GOAL OF THE EXERCISE:
Your answer should contain every line of the records, transcribed word for word.

*** Opening of ENTRIES SUPPLIED ***

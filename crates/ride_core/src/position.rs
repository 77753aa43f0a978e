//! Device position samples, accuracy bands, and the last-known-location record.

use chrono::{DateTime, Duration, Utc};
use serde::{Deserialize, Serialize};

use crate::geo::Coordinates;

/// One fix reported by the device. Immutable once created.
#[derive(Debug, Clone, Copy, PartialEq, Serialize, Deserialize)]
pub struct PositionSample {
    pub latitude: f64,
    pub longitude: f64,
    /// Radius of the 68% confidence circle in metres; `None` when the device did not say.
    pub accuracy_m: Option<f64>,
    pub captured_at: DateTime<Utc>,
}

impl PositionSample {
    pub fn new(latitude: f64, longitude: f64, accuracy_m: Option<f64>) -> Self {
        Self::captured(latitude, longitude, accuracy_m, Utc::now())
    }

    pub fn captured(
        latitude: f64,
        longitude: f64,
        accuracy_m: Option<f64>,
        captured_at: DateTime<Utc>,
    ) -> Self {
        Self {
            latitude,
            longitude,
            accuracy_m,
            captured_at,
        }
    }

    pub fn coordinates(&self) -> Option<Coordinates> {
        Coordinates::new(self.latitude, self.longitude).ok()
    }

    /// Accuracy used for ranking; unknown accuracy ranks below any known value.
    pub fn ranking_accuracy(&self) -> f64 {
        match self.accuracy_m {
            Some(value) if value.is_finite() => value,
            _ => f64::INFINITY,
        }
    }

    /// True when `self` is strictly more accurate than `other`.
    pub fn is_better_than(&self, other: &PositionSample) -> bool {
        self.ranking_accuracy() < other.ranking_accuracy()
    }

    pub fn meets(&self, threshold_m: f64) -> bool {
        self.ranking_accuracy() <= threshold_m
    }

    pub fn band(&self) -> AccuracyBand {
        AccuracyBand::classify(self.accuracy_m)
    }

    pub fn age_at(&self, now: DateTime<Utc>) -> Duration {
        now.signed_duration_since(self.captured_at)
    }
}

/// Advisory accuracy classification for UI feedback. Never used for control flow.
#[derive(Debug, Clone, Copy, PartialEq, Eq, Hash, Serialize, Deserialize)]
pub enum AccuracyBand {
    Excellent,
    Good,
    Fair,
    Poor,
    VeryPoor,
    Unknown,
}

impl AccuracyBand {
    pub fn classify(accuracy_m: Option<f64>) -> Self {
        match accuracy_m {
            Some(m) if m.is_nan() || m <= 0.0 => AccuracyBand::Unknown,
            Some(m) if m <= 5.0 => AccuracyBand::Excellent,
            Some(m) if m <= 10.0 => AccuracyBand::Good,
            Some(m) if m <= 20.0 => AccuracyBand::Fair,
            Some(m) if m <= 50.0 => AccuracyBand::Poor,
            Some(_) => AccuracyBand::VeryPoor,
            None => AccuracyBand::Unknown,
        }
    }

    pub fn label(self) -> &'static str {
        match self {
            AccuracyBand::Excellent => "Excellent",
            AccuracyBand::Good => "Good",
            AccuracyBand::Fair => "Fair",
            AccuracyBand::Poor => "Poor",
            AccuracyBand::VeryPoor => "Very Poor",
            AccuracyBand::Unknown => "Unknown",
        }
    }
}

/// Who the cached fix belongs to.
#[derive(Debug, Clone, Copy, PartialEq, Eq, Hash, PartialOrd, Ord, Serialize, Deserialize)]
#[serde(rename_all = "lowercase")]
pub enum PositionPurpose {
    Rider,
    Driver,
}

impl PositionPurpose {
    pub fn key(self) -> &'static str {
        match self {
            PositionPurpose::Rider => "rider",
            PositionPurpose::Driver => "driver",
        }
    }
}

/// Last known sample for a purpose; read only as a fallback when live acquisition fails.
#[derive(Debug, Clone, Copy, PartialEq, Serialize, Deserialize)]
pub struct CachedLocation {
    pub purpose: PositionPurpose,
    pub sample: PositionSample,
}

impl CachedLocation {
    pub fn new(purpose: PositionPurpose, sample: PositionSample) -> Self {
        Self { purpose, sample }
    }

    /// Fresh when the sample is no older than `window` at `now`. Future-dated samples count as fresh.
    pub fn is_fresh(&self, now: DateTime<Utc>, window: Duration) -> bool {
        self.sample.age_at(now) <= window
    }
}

*** Close of ENTRIES SUPPLIED ***

SOLUTION FOR THIS PROBLEM:
filename crates/ride_core/src/position.rs
repository 77753aa43f0a978e
//! Device position samples, accuracy bands, and the last-known-location record.

use chrono::{DateTime, Duration, Utc};
use serde::{Deserialize, Serialize};

use crate::geo::Coordinates;

/// One fix reported by the device. Immutable once created.
#[derive(Debug, Clone, Copy, PartialEq, Serialize, Deserialize)]
pub struct PositionSample {
    pub latitude: f64,
    pub longitude: f64,
    /// Radius of the 68% confidence circle in metres; `None` when the device did not say.
    pub accuracy_m: Option<f64>,
    pub captured_at: DateTime<Utc>,
}

impl PositionSample {
    pub fn new(latitude: f64, longitude: f64, accuracy_m: Option<f64>) -> Self {
        Self::captured(latitude, longitude, accuracy_m, Utc::now())
    }

    pub fn captured(
        latitude: f64,
        longitude: f64,
        accuracy_m: Option<f64>,
        captured_at: DateTime<Utc>,
    ) -> Self {
        Self {
            latitude,
            longitude,
            accuracy_m,
            captured_at,
        }
    }

    pub fn coordinates(&self) -> Option<Coordinates> {
        Coordinates::new(self.latitude, self.longitude).ok()
    }

    /// Accuracy used for ranking; unknown accuracy ranks below any known value.
    pub fn ranking_accuracy(&self) -> f64 {
        match self.accuracy_m {
            Some(value) if value.is_finite() => value,
            _ => f64::INFINITY,
        }
    }

    /// True when `self` is strictly more accurate than `other`.
    pub fn is_better_than(&self, other: &PositionSample) -> bool {
        self.ranking_accuracy() < other.ranking_accuracy()
    }

    pub fn meets(&self, threshold_m: f64) -> bool {
        self.ranking_accuracy() <= threshold_m
    }

    pub fn band(&self) -> AccuracyBand {
        AccuracyBand::classify(self.accuracy_m)
    }

    pub fn age_at(&self, now: DateTime<Utc>) -> Duration {
        now.signed_duration_since(self.captured_at)
    }
}

/// Advisory accuracy classification for UI feedback. Never used for control flow.
#[derive(Debug, Clone, Copy, PartialEq, Eq, Hash, Serialize, Deserialize)]
pub enum AccuracyBand {
    Excellent,
    Good,
    Fair,
    Poor,
    VeryPoor,
    Unknown,
}

impl AccuracyBand {
    pub fn classify(accuracy_m: Option<f64>) -> Self {
        match accuracy_m {
            Some(m) if m.is_nan() || m <= 0.0 => AccuracyBand::Unknown,
            Some(m) if m <= 5.0 => AccuracyBand::Excellent,
            Some(m) if m <= 10.0 => AccuracyBand::Good,
            Some(m) if m <= 20.0 => AccuracyBand::Fair,
            Some(m) if m <= 50.0 => AccuracyBand::Poor,
            Some(_) => AccuracyBand::VeryPoor,
            None => AccuracyBand::Unknown,
        }
    }

    pub fn label(self) -> &'static str {
        match self {
            AccuracyBand::Excellent => "Excellent",
            AccuracyBand::Good => "Good",
            AccuracyBand::Fair => "Fair",
            AccuracyBand::Poor => "Poor",
            AccuracyBand::VeryPoor => "Very Poor",
            AccuracyBand::Unknown => "Unknown",
        }
    }
}

/// Who the cached fix belongs to.
#[derive(Debug, Clone, Copy, PartialEq, Eq, Hash, PartialOrd, Ord, Serialize, Deserialize)]
#[serde(rename_all = "lowercase")]
pub enum PositionPurpose {
    Rider,
    Driver,
}

impl PositionPurpose {
    pub fn key(self) -> &'static str {
        match self {
            PositionPurpose::Rider => "rider",
            PositionPurpose::Driver => "driver",
        }
    }
}

/// Last known sample for a purpose; read only as a fallback when live acquisition fails.
#[derive(Debug, Clone, Copy, PartialEq, Serialize, Deserialize)]
pub struct CachedLocation {
    pub purpose: PositionPurpose,
    pub sample: PositionSample,
}

impl CachedLocation {
    pub fn new(purpose: PositionPurpose, sample: PositionSample) -> Self {
        Self { purpose, sample }
    }

    /// Fresh when the sample is no older than `window` at `now`. Future-dated samples count as fresh.
    pub fn is_fresh(&self, now: DateTime<Utc>, window: Duration) -> bool {
        self.sample.age_at(now) <= window
    }
}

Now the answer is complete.